Go through the records and report each line in which the word "trait" occurs.

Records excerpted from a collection
******
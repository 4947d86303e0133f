//! Git operations abstraction layer
//!
//! This module provides a trait-based abstraction over the git operations a
//! promotion needs, allowing the orchestration logic to run against a real
//! repository or an in-memory mock.
//!
//! # Overview
//!
//! - [repository::Git2Repository]: A real implementation using the `git2` crate
//! - [mock::MockRepository]: A mock implementation for testing
//!
//! Revisions are plain revspecs (`origin/staging`, a full hash, ...). Use
//! [remote_branch] to name a remote-tracking branch.
//!
//! ```rust
//! # use git_promote::git::{remote_branch, Repository};
//! # fn example<R: Repository>(repo: &R) -> git_promote::Result<()> {
//! repo.fetch("origin", &["integration", "staging"])?;
//! let lost = repo.commits_missing_from(
//!     &remote_branch("origin", "integration"),
//!     &remote_branch("origin", "staging"),
//! )?;
//! # Ok(())
//! # }
//! ```

pub mod mock;
pub mod repository;

pub use mock::MockRepository;
pub use repository::Git2Repository;

use crate::error::Result;
use git2::Oid;

/// Commit information shown to the operator
#[derive(Debug, Clone, PartialEq)]
pub struct CommitInfo {
    /// The commit hash (full)
    pub hash: String,
    /// First line of the commit message
    pub summary: String,
    /// The commit author
    pub author: String,
}

impl CommitInfo {
    /// `<short hash> <summary>`, like `git log --oneline`
    pub fn oneline(&self) -> String {
        format!("{} {}", crate::ui::short_hash(&self.hash), self.summary)
    }
}

/// Revspec of a remote-tracking branch, e.g. `origin/staging`
pub fn remote_branch(remote: &str, branch: &str) -> String {
    format!("{}/{}", remote, branch)
}

/// Git operations used by a promotion.
///
/// ## Error Handling
///
/// All methods return [crate::error::Result<T>]. Implementations map
/// underlying errors (like `git2::Error`) to [crate::error::PromoteError].
pub trait Repository {
    /// Fetch the given branches from a remote into `refs/remotes/<remote>/*`.
    fn fetch(&self, remote: &str, branches: &[&str]) -> Result<()>;

    /// Paths of tracked files with uncommitted changes (index or worktree).
    ///
    /// Untracked files are ignored, including untracked content inside a
    /// submodule. A submodule whose checked-out commit moved is dirty.
    fn dirty_paths(&self) -> Result<Vec<String>>;

    /// Resolve a revision to a commit id, `Ok(None)` if it does not exist.
    fn resolve(&self, revision: &str) -> Result<Option<Oid>>;

    /// Commits reachable from `tip` but not from `base`, newest first.
    fn commits_missing_from(&self, base: &str, tip: &str) -> Result<Vec<CommitInfo>>;

    /// Summaries of commits on either side of `left...right` but not both,
    /// oldest first.
    fn subjects_between(&self, left: &str, right: &str) -> Result<Vec<String>>;

    /// Check out `target` detached, point local `branch` at it and check the
    /// branch out.
    fn reset_branch(&self, branch: &str, target: Oid) -> Result<()>;

    /// Push local `branch` to the remote, overwriting its history.
    fn force_push(&self, remote: &str, branch: &str) -> Result<()>;
}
******
**Answer to this problem:**
//! This module provides a trait-based abstraction over the git operations a
pub trait Repository {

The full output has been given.